This is an appeal to the brains behind Plex: PLEASE fix Plex so that it can “read” WAV metadata. I have over 2,000 albums ripped by a Naim Core (my own collection) with re-clocking that I do not want to convert to FLAC, even uncompressed FLAC. I’ve tried, does not sound the same to my ears. Besides, that is a big job.
I want to dump my subscription to Roon, and use PlexAmp, but I cannot as long as Plex can’t do the WAV job.
also, I’ve read that older Naim server used custom format for WAV tagging, making it difficult to move/convert later … is this the case for your Naim Core?
from the little I’ve read about it, the xml metadata file used by Naim for WAV files is non-standard and not usable by other platforms
if the WAV files can be accessed/transferred outside of the Naim Core, there are good utilities for batch conversion (like dBpoweramp, noted above) from WAV to AIFF or whatever, but I don’t know if the Naim metadata will be preserved
The files are outside the Naim Core, on a Mac mini as server, accessible by Plex via my QNAP NAS. The accessibility is not an issue, and I do have dbPoweramp, but we are talking about 100,000 WAV files, that is going to be a pain in thence, batch processing or not.
thanks for the extra info … agree, ~ 2k albums is quite a bit (2-3TB stored as WAV?)
if the existing file metadata is a must have, I guess I’m out of alternatives to suggest (other than your original request, of course) … hope you’re able to find a solution
Thank you for sharing some ideas.

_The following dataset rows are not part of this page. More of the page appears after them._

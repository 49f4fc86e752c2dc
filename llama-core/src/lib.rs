//! Asynchronous, message-driven wrapper around a native GGML-style LLM
//! inference engine.
//!
//! A single background worker thread owns every native handle (model
//! weights, inference contexts, the KV cache) and serializes all calls into
//! it. Callers talk to the worker through [`client::Client`], which issues
//! control messages and correlates their responses; long-running calls
//! (ingest, generate) stream events back and support cooperative
//! cancellation via a handshake channel.
//!
//! ```no_run
//! # async fn example() -> llama_core::error::Result<()> {
//! use llama_core::client::Client;
//! use llama_core::model_params::ModelParams;
//! use llama_core::context_params::ContextParams;
//! use llama_core::sampler::Greedy;
//! use tokio_stream::StreamExt;
//!
//! let client = Client::spawn("/path/to/libinference.so")?;
//! let model = client.load_model("model.gguf", ModelParams::new(), None).await?;
//! let ctx = client.new_context(model, ContextParams::new()).await?;
//! client.tokenize(ctx, "hello").await?;
//!
//! let mut ingest = client.ingest(ctx).await?;
//! while let Some(event) = ingest.events.next().await {
//!     event?;
//! }
//!
//! let mut gen = client.generate(ctx, vec![Box::new(Greedy)]).await?;
//! while let Some(event) = gen.events.next().await {
//!     event?;
//! }
//! # Ok(())
//! # }
//! ```

pub mod batch;
pub mod candidates;
pub mod client;
pub mod context_params;
pub mod context_state;
pub mod error;
pub mod ingest;
pub mod model_params;
pub mod native;
pub mod sampler;
pub mod token;
pub mod worker;

pub use client::Client;
pub use error::{Error, Result};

Hopefully the Plex devs see these threads and act on them. I am able to create metadata for WAV files, embedded, the same way I embed in FLAC files, readable by other software. Cannot see any technical impediments
What is of relevance is finding a way forwards regardless of how much work it may or may not be.

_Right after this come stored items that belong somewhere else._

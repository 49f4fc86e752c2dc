//! The per-context batch slab: a fixed-capacity staging area for one decode
//! call, backed by native-owned memory obtained once at context creation and
//! reused for the life of the context.

use std::sync::Arc;

use crate::error::{Error, Result};
use crate::native::NativeLib;
use crate::token::{Pos, SeqId, TokenId};

pub struct BatchSlab {
    raw: llama_sys::Batch,
    capacity: usize,
    len: usize,
    lib: Arc<NativeLib>,
}

unsafe impl Send for BatchSlab {}

impl BatchSlab {
    /// Allocates native storage for up to `capacity` tokens. The allocation
    /// is not resized again; `capacity` should be the context's batch width.
    pub fn new(lib: &Arc<NativeLib>, capacity: usize) -> Self {
        let raw = unsafe { (lib.lib.batch_init)(capacity as i32, 0) };
        Self {
            raw,
            capacity,
            len: 0,
            lib: Arc::clone(lib),
        }
    }

    pub fn capacity(&self) -> usize {
        self.capacity
    }

    pub fn len(&self) -> usize {
        self.len
    }

    pub fn is_empty(&self) -> bool {
        self.len == 0
    }

    /// Resets the slab for reuse without releasing native storage.
    pub fn clear(&mut self) {
        self.len = 0;
    }

    /// Appends one token at absolute position `pos` on the single sequence
    /// `seq_id`, requesting logits iff `want_logits`.
    pub fn push(&mut self, token: TokenId, pos: Pos, seq_id: SeqId, want_logits: bool) -> Result<()> {
        if self.len >= self.capacity {
            return Err(Error::InvalidArgument(format!(
                "batch slab at capacity ({})",
                self.capacity
            )));
        }
        let i = self.len;
        unsafe {
            *self.raw.token.add(i) = token;
            *self.raw.pos.add(i) = pos;
            *self.raw.n_seq_id.add(i) = 1;
            *(*self.raw.seq_id.add(i)) = seq_id;
            *self.raw.logits.add(i) = if want_logits { 1 } else { 0 };
        }
        self.len += 1;
        Ok(())
    }

    /// Returns the raw batch truncated to the tokens pushed so far, ready to
    /// pass to [`crate::native::NativeContext::decode`].
    pub(crate) fn as_raw(&self) -> llama_sys::Batch {
        let mut raw = self.raw;
        raw.n_tokens = self.len as i32;
        raw
    }
}

impl Drop for BatchSlab {
    fn drop(&mut self) {
        unsafe { (self.lib.lib.batch_free)(self.raw) }
    }
}

// `BatchSlab::new` allocates through the loaded native library, so its
// push/clear/capacity bookkeeping isn't covered by a unit test here; the
// same constraint as `ContextState` (see that module's test note).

If it was to take you a few months, or maybe 6 months, or even a year… So what?
I have spent the last 6 years working my way through my video collection converting everything to x265, and because of this, around 95% of my content is formatted in such a way that it takes up approx half the space it did before, and provides better quality to those remote clients that can direct play it.

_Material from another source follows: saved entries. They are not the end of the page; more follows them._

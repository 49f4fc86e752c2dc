//! The per-context candidate slab: the Rust-owned vocabulary array samplers
//! read and mutate in place, one entry per vocabulary id.

use crate::native::Candidate;
use crate::token::TokenId;

/// A reusable, vocab-sized array of [`Candidate`] entries.
///
/// Loaded fresh from a logits row before every sampling pass and mutated in
/// place by each sampler in a chain; no sampler allocates its own copy.
pub struct CandidateSlab {
    entries: Vec<Candidate>,
    sorted: bool,
}

impl CandidateSlab {
    /// Allocates a slab sized for `n_vocab` entries, initially empty.
    pub fn new(n_vocab: usize) -> Self {
        Self {
            entries: Vec::with_capacity(n_vocab),
            sorted: false,
        }
    }

    /// Repopulates the slab from one logits row: entry `i` gets id `i`, raw
    /// logit `logits[i]`, and probability `0.0` (samplers that need
    /// normalized probabilities compute them as they run).
    pub fn load_from_logits(&mut self, logits: &[f32]) {
        self.entries.clear();
        self.entries.extend(
            logits
                .iter()
                .enumerate()
                .map(|(i, &logit)| Candidate {
                    id: i as TokenId,
                    logit,
                    p: 0.0,
                }),
        );
        self.sorted = false;
    }

    pub fn as_slice(&self) -> &[Candidate] {
        &self.entries
    }

    pub fn as_mut_slice(&mut self) -> &mut [Candidate] {
        &mut self.entries
    }

    pub fn len(&self) -> usize {
        self.entries.len()
    }

    pub fn is_empty(&self) -> bool {
        self.entries.is_empty()
    }

    pub fn is_sorted(&self) -> bool {
        self.sorted
    }

    /// Sorts by descending logit and marks the slab sorted. Samplers that
    /// need order (top-k, top-p) call this rather than re-deriving it.
    pub fn sort_by_logit_desc(&mut self) {
        self.entries
            .sort_by(|a, b| b.logit.partial_cmp(&a.logit).unwrap());
        self.sorted = true;
    }

    /// Truncates to the first `k` entries, preserving current order.
    pub fn truncate(&mut self, k: usize) {
        self.entries.truncate(k);
    }

    /// Marks the slab unsorted, e.g. after an in-place reorder that doesn't
    /// preserve the descending-logit invariant.
    pub fn mark_unsorted(&mut self) {
        self.sorted = false;
    }
}

#[cfg(test)]
mod tests {
    use super::*;

    #[test]
    fn load_from_logits_assigns_ids_in_order() {
        let mut slab = CandidateSlab::new(4);
        slab.load_from_logits(&[0.1, 0.5, -0.3, 2.0]);
        let ids: Vec<_> = slab.as_slice().iter().map(|c| c.id).collect();
        assert_eq!(ids, vec![0, 1, 2, 3]);
        assert!(!slab.is_sorted());
    }

    #[test]
    fn sort_by_logit_desc_orders_descending() {
        let mut slab = CandidateSlab::new(4);
        slab.load_from_logits(&[0.1, 0.5, -0.3, 2.0]);
        slab.sort_by_logit_desc();
        let logits: Vec<_> = slab.as_slice().iter().map(|c| c.logit).collect();
        assert_eq!(logits, vec![2.0, 0.5, 0.1, -0.3]);
        assert!(slab.is_sorted());
    }

    #[test]
    fn truncate_shrinks_len() {
        let mut slab = CandidateSlab::new(4);
        slab.load_from_logits(&[0.1, 0.5, -0.3, 2.0]);
        slab.sort_by_logit_desc();
        slab.truncate(2);
        assert_eq!(slab.len(), 2);
    }
}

In other words, it’s a journey!.. And the sooner you start, the sooner you will begin to grow the library that Plex will be able to use.
OK, if I convert to AIFF (I have dbPoweramp) how do I batch insert the metadata? Or don’t I need to? In other words, is there a way to scrape metadata automatically?
I might have missed a point in this thread… but isn’t that exactly what Plex does out-of-the-box? Unless you mean scraping plus writing it back into the file…
If dbpoweramp is currently showing you the metadata which are already in your wav files, then it ought to write these into the converted files as well.
Plex is finding most (98%) of the metadata with the AIFF versions, and the sonic quality is the same according to my ears. I guess a few manually curated Plex volumes ain’t that bad.
Thanks everyone. Converting to AIFF is a good solution for Plex
In short: the Plex bundled FFmpeg has a bug that will incorrectly discard all wav ID3 tags, so we can only rely on Plex’s automatic match or fix it manually.
From the log, in each wav analysis session, the corresponding error is always shown:
. If you head to another file type, like FLAC or mp3, you will not find this error.
The bug itself is fixed by upstream, see cr #9848 (The ID3 metadata obtained in WAV format is missing) – FFmpeg, the patch should be easy to cherry-pick and build. Also, it’s merged and shipped at least on ffmpeg >= 6.0, so it should be easy to fix by apply the upgrade.
I’m not attaching the log since the root cause is so obvious, but if you think it may help, please just reply to me.